◆ **EXERCISE**
Every entry that follows should be reproduced exactly.

====== PROVIDED RECORDS ======

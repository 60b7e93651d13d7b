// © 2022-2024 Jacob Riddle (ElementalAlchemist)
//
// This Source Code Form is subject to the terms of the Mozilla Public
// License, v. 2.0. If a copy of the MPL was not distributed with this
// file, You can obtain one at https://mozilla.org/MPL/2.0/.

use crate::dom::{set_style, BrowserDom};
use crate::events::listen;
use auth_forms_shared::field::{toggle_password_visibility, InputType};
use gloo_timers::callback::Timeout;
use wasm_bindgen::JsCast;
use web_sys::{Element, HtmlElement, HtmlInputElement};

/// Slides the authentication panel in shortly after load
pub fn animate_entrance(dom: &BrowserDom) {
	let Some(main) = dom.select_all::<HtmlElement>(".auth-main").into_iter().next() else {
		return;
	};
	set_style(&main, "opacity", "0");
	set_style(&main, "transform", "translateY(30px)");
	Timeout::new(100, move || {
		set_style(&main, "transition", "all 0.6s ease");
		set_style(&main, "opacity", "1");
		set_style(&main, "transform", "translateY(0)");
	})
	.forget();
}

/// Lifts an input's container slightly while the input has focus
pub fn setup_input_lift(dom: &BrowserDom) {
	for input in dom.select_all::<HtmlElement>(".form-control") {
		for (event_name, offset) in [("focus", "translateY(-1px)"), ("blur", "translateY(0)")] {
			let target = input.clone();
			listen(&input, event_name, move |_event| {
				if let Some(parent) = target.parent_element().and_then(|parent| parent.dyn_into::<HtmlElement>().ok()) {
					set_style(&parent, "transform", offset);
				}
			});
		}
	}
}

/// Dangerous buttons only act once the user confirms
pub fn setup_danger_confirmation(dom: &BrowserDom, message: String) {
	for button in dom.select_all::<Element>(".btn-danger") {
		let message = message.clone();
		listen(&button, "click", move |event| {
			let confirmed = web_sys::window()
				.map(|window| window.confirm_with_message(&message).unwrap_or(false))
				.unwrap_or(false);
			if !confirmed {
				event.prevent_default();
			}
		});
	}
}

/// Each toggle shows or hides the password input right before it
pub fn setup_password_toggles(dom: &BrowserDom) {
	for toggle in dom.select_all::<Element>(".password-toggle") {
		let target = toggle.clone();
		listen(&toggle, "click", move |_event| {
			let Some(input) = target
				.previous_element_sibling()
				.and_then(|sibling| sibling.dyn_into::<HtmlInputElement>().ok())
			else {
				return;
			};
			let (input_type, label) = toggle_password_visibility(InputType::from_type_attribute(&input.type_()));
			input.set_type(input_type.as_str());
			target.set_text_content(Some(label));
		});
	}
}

======

◆ **SOLUTION TO THE EXERCISE**
repository 60b7e93651d13d7b
// © 2022-2024 Jacob Riddle (ElementalAlchemist)
//
// This Source Code Form is subject to the terms of the Mozilla Public
// License, v. 2.0. If a copy of the MPL was not distributed with this
// file, You can obtain one at https://mozilla.org/MPL/2.0/.

use crate::dom::{set_style, BrowserDom};
use crate::events::listen;
use auth_forms_shared::field::{toggle_password_visibility, InputType};
use gloo_timers::callback::Timeout;
use wasm_bindgen::JsCast;
use web_sys::{Element, HtmlElement, HtmlInputElement};

/// Slides the authentication panel in shortly after load
pub fn animate_entrance(dom: &BrowserDom) {
	let Some(main) = dom.select_all::<HtmlElement>(".auth-main").into_iter().next() else {
		return;
	};
	set_style(&main, "opacity", "0");
	set_style(&main, "transform", "translateY(30px)");
	Timeout::new(100, move || {
		set_style(&main, "transition", "all 0.6s ease");
		set_style(&main, "opacity", "1");
		set_style(&main, "transform", "translateY(0)");
	})
	.forget();
}

/// Lifts an input's container slightly while the input has focus
pub fn setup_input_lift(dom: &BrowserDom) {
	for input in dom.select_all::<HtmlElement>(".form-control") {
		for (event_name, offset) in [("focus", "translateY(-1px)"), ("blur", "translateY(0)")] {
			let target = input.clone();
			listen(&input, event_name, move |_event| {
				if let Some(parent) = target.parent_element().and_then(|parent| parent.dyn_into::<HtmlElement>().ok()) {
					set_style(&parent, "transform", offset);
				}
			});
		}
	}
}

/// Dangerous buttons only act once the user confirms
pub fn setup_danger_confirmation(dom: &BrowserDom, message: String) {
	for button in dom.select_all::<Element>(".btn-danger") {
		let message = message.clone();
		listen(&button, "click", move |event| {
			let confirmed = web_sys::window()
				.map(|window| window.confirm_with_message(&message).unwrap_or(false))
				.unwrap_or(false);
			if !confirmed {
				event.prevent_default();
			}
		});
	}
}

/// Each toggle shows or hides the password input right before it
pub fn setup_password_toggles(dom: &BrowserDom) {
	for toggle in dom.select_all::<Element>(".password-toggle") {
		let target = toggle.clone();
		listen(&toggle, "click", move |_event| {
			let Some(input) = target
				.previous_element_sibling()
				.and_then(|sibling| sibling.dyn_into::<HtmlInputElement>().ok())
			else {
				return;
			};
			let (input_type, label) = toggle_password_visibility(InputType::from_type_attribute(&input.type_()));
			input.set_type(input_type.as_str());
			target.set_text_content(Some(label));
		});
	}
}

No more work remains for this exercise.